The Turnaround

How a dying division of International Harvester became one of America's most competitive small companies.

Inc. Newsletter

You can find Joann's Expressway Lounge on the West Chestnut Expressway in Springfield, Mo. It's located in a yellow cinder-block bunker, fringed along the roof with blue shingles. Inside, there are two pool tables, a pinball machine, a jukebox, a bar, and assorted tables. For most of any given day, it is exactly what it appears to be: another juke joint along another midwestern highway. But around 4:30 every afternoon, JoAnn's is transformed into a kind of true-grit tabernacle, when the regulars begin to arrive from Springfield Remanufacturing Center Corp. (SRC).

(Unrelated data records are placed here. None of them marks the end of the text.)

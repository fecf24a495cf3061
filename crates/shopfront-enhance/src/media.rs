//! Lazy image loading and click-to-zoom.

use shopfront_core::MediaConfig;
use shopfront_dom::{Dom, DomResult, ElementId, Selector, SelectorError};
use shopfront_observability::StructuredLogger;

use crate::events::IntersectionEntry;

/// Defers image downloads until the image scrolls into view.
///
/// Images carry their real URL in `data-src`. Loading copies it to `src`
/// and adds the `loaded` class.
#[derive(Debug, Clone)]
pub struct LazyImages {
    selector: Selector,
    source_attr: String,
    loaded_class: String,
    logger: StructuredLogger,
}

impl LazyImages {
    /// Create from configuration.
    pub fn new(config: &MediaConfig, logger: &StructuredLogger) -> Result<Self, SelectorError> {
        Ok(Self {
            selector: Selector::parse(&config.lazy_selector)?,
            source_attr: config.lazy_source_attr.clone(),
            loaded_class: config.loaded_class.clone(),
            logger: logger.for_component("media"),
        })
    }

    /// Lazy images currently on the page.
    pub fn discover<D: Dom>(&self, dom: &D) -> Vec<ElementId> {
        dom.query_all(&self.selector)
    }

    /// Load every lazy image now. Used when the browser cannot observe
    /// intersections. Returns how many were loaded.
    pub fn load_all<D: Dom>(&self, dom: &mut D) -> usize {
        self.discover(dom)
            .into_iter()
            .filter(|img| self.load(dom, *img))
            .count()
    }

    /// Swap in the real source. Returns `false` for an image without one.
    pub fn load<D: Dom>(&self, dom: &mut D, img: ElementId) -> bool {
        let Some(src) = dom.attribute(img, &self.source_attr) else {
            self.logger
                .debug_with("Lazy image has no source", &[("element", &img)]);
            return false;
        };

        let result = dom
            .set_attribute(img, "src", &src)
            .and_then(|()| dom.add_class(img, &self.loaded_class));
        match result {
            Ok(()) => true,
            Err(e) => {
                self.logger.debug_with("Could not load image", &[("error", &e)]);
                false
            }
        }
    }

    /// Load images that became visible. Returns the images to stop
    /// observing.
    pub fn on_intersection<D: Dom>(
        &self,
        dom: &mut D,
        entries: &[IntersectionEntry],
    ) -> Vec<ElementId> {
        entries
            .iter()
            .filter(|entry| entry.is_intersecting)
            .map(|entry| {
                self.load(dom, entry.target);
                entry.target
            })
            .collect()
    }
}

/// Toggles a zoom class on product images when clicked.
#[derive(Debug, Clone)]
pub struct ImageZoom {
    selector: Selector,
    zoomed_class: String,
}

impl ImageZoom {
    /// Create from configuration.
    pub fn new(config: &MediaConfig) -> Result<Self, SelectorError> {
        Ok(Self {
            selector: Selector::parse(&config.zoom_selector)?,
            zoomed_class: config.zoomed_class.clone(),
        })
    }

    /// Zoomable images currently on the page.
    pub fn targets<D: Dom>(&self, dom: &D) -> Vec<ElementId> {
        dom.query_all(&self.selector)
    }

    /// Toggle zoom. Returns whether the image is now zoomed.
    pub fn on_click<D: Dom>(&self, dom: &mut D, img: ElementId) -> DomResult<bool> {
        dom.toggle_class(img, &self.zoomed_class)
    }
}

#[cfg(test)]
mod tests {
    use super::*;
    use shopfront_dom::MemoryDom;

    fn lazy() -> LazyImages {
        LazyImages::new(&MediaConfig::default(), &StructuredLogger::disabled()).unwrap()
    }

    fn gallery() -> (MemoryDom, ElementId, ElementId, ElementId) {
        let mut dom = MemoryDom::new();
        let body = dom.body().unwrap();
        let a = dom
            .build("img")
            .class("lazy-image")
            .attr("data-src", "/img/a.webp")
            .append_to(body);
        let b = dom
            .build("img")
            .class("lazy-image")
            .attr("data-src", "/img/b.webp")
            .append_to(body);
        let broken = dom.build("img").class("lazy-image").append_to(body);
        (dom, a, b, broken)
    }

    #[test]
    fn test_load_all_without_observer() {
        let (mut dom, a, b, broken) = gallery();
        assert_eq!(lazy().load_all(&mut dom), 2);
        assert_eq!(dom.attribute(a, "src").as_deref(), Some("/img/a.webp"));
        assert!(dom.has_class(b, "loaded"));
        assert_eq!(dom.attribute(broken, "src"), None);
        assert!(!dom.has_class(broken, "loaded"));
    }

    #[test]
    fn test_intersection_loads_visible_only() {
        let (mut dom, a, b, _) = gallery();
        let unobserve = lazy().on_intersection(
            &mut dom,
            &[
                IntersectionEntry {
                    target: a,
                    is_intersecting: true,
                },
                IntersectionEntry {
                    target: b,
                    is_intersecting: false,
                },
            ],
        );

        assert_eq!(unobserve, vec![a]);
        assert!(dom.has_class(a, "loaded"));
        assert_eq!(dom.attribute(b, "src"), None);
    }

    #[test]
    fn test_zoom_toggles() {
        let mut dom = MemoryDom::new();
        let body = dom.body().unwrap();
        let img = dom
            .build("img")
            .class("product-image-zoom")
            .append_to(body);

        let zoom = ImageZoom::new(&MediaConfig::default()).unwrap();
        assert_eq!(zoom.targets(&dom), vec![img]);
        assert!(zoom.on_click(&mut dom, img).unwrap());
        assert!(dom.has_class(img, "zoomed"));
        assert!(!zoom.on_click(&mut dom, img).unwrap());
        assert!(!dom.has_class(img, "zoomed"));
    }
}
//! DOM error types.

use thiserror::Error;

use crate::ElementId;

/// Errors from DOM mutations.
#[derive(Error, Debug, Clone, PartialEq, Eq)]
pub enum DomError {
    /// The handle does not refer to a live element.
    #[error("Unknown element: {0}")]
    UnknownElement(ElementId),

    /// The reference node is not a child of the parent.
    #[error("Element {reference} is not a child of {parent}")]
    NotAChild {
        parent: ElementId,
        reference: ElementId,
    },

    /// The insertion would make an element its own ancestor.
    #[error("Cannot insert {child} into its own subtree")]
    HierarchyRequest { child: ElementId },

    /// The host page rejected the operation.
    #[error("DOM operation rejected: {0}")]
    Rejected(String),
}

/// Result alias for DOM mutations.
pub type DomResult<T> = Result<T, DomError>;

/// Errors from parsing a selector.
#[derive(Error, Debug, Clone, PartialEq, Eq)]
pub enum SelectorError {
    #[error("Empty selector")]
    Empty,

    #[error("Unsupported selector syntax at '{0}'")]
    Unsupported(String),

    #[error("Unterminated attribute selector in '{0}'")]
    Unterminated(String),
}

At the moment, about 25 of them are scattered around the bar, playing and talking as the jukebox pleads, "I want to bebop with you, baby, ALL NIGHT LONG." They range from assembly-line workers to senior managers, the latter indistinguishable except for an occasional loosened tie. Here, for example, are Pam Smith and Verna Mae Ross, who assemble fuel-injection nozzles, as well as general foremen Steve Choate and Joe Loeber. Over there, pounding on a pinball machine called Memory Lane, is Doug Rothert, the production manager, and the guy trying to bank the nine ball is executive vice-president Mike Carrigan.

It's an odd assortment of people, defying the normal stratification of corporate society -- a fact of which they are all aware. "The barriers between management and employees just don't exist here," says Pam, the nozzle assembler, to which Verna Mae adds, "Here I am pretty low in seniority, and I can sit here and bullshit with Jack over there."

"Jack" is John P. Stack, SRC's president and largest shareholder, who is presently lost in thought, calculating the more esoteric geometries of pool. He is 37 years old, slightly under six feet tall, thin, and lanky, with thick brown hair and a boyish face. Of all JoAnn's regulars, he is the most regular. On any day, Stack can be found here from roughly 4:30 to 6:00 p.m., just in case someone should want to talk through a problem in less formal surroundings. Right now, however, he is more intent on making his next shot.

Standing there, leaning on his pool cue, blowing cigarette smoke over the green felt, he hardly seems like a man with a mission. And yet he is just that, for Stack has come about as close as anyone to solving one of the more perplexing business puzzles of our time.

The problem dates back to the early 1960s, when the idea took hold in boardrooms and business schools across the country that the secret of effective management lay in the numbers: first, in collecting the raw data on sales, profit margins, inventory levels, and countless other statistics; then, in arranging them into various pie charts and bar graphs; and finally, in conforming business strategies to their mathematical authority. Aided by the advance of computer technology, "quantitative" management soon became the shibboleth of the executive suite. Unfortunately, this preoccupation with numbers all too often reduced employees to the status of mere ciphers, thereby isolating the company from the creative energies of its work force.

It was a dangerous balance: too many statistics could prove toxic to humans, and too few could just as easily murder a business. To this day, the proper mixture of dismal science and effervescent humanity is the subject of heated debate, not to mention a number of best-selling books. What Stack and some 360 of his colleagues seem to have demonstrated is that a rigorous, even obsessive, quantitative regimen can still produce a strikingly people-oriented enterprise. Indeed, Stack is convinced that his number-crunching works so well because his people are so involved.

Ironically, all this has happened in a company that, up until three years ago, was a division of International Harvester Co. -- the industrial giant that grew out of Cyrus McCormick's original reaper company. A rebuilder of engines and engine components, SRC was losing $2 million a year on sales of $26 million when Stack arrived in 1979 to turn things around. In 1983, he and 12 other employees bought the business from Harvester and struck out on their own. Carrying a crushing debt load, and facing potential ruin, they developed a meticulously detailed reporting system that at one point had them calculating a full-blown income statement every day.

The results have been impressive. Since the leveraged buyout, SRC's sales have grown 40% per year and are expected to reach $42 million in fiscal 1986; net operating income has risen to 11%; the debt-to-equity ratio has been cut from 89-to-1 to 5.1-to-1; and the appraised value of a share in the company's employee stock ownership plan has increased from 10ยข to $8.45. Meanwhile, absenteeism and employee turnover, once high, have all but disappeared, and the frequency of recordable accidents in the plant has fallen dramatically.

To hear Stack tell it, this turnaround owes much to SRC's exacting quantitative controls, but even more to its almost evangelical insistence on giving human potential its due. "Look, we're appealing to the highest level of thinking we can in every employee in our company," he says between pool shots at JoAnn's. "Why hire a guy and only use his brain to grind crankshafts?"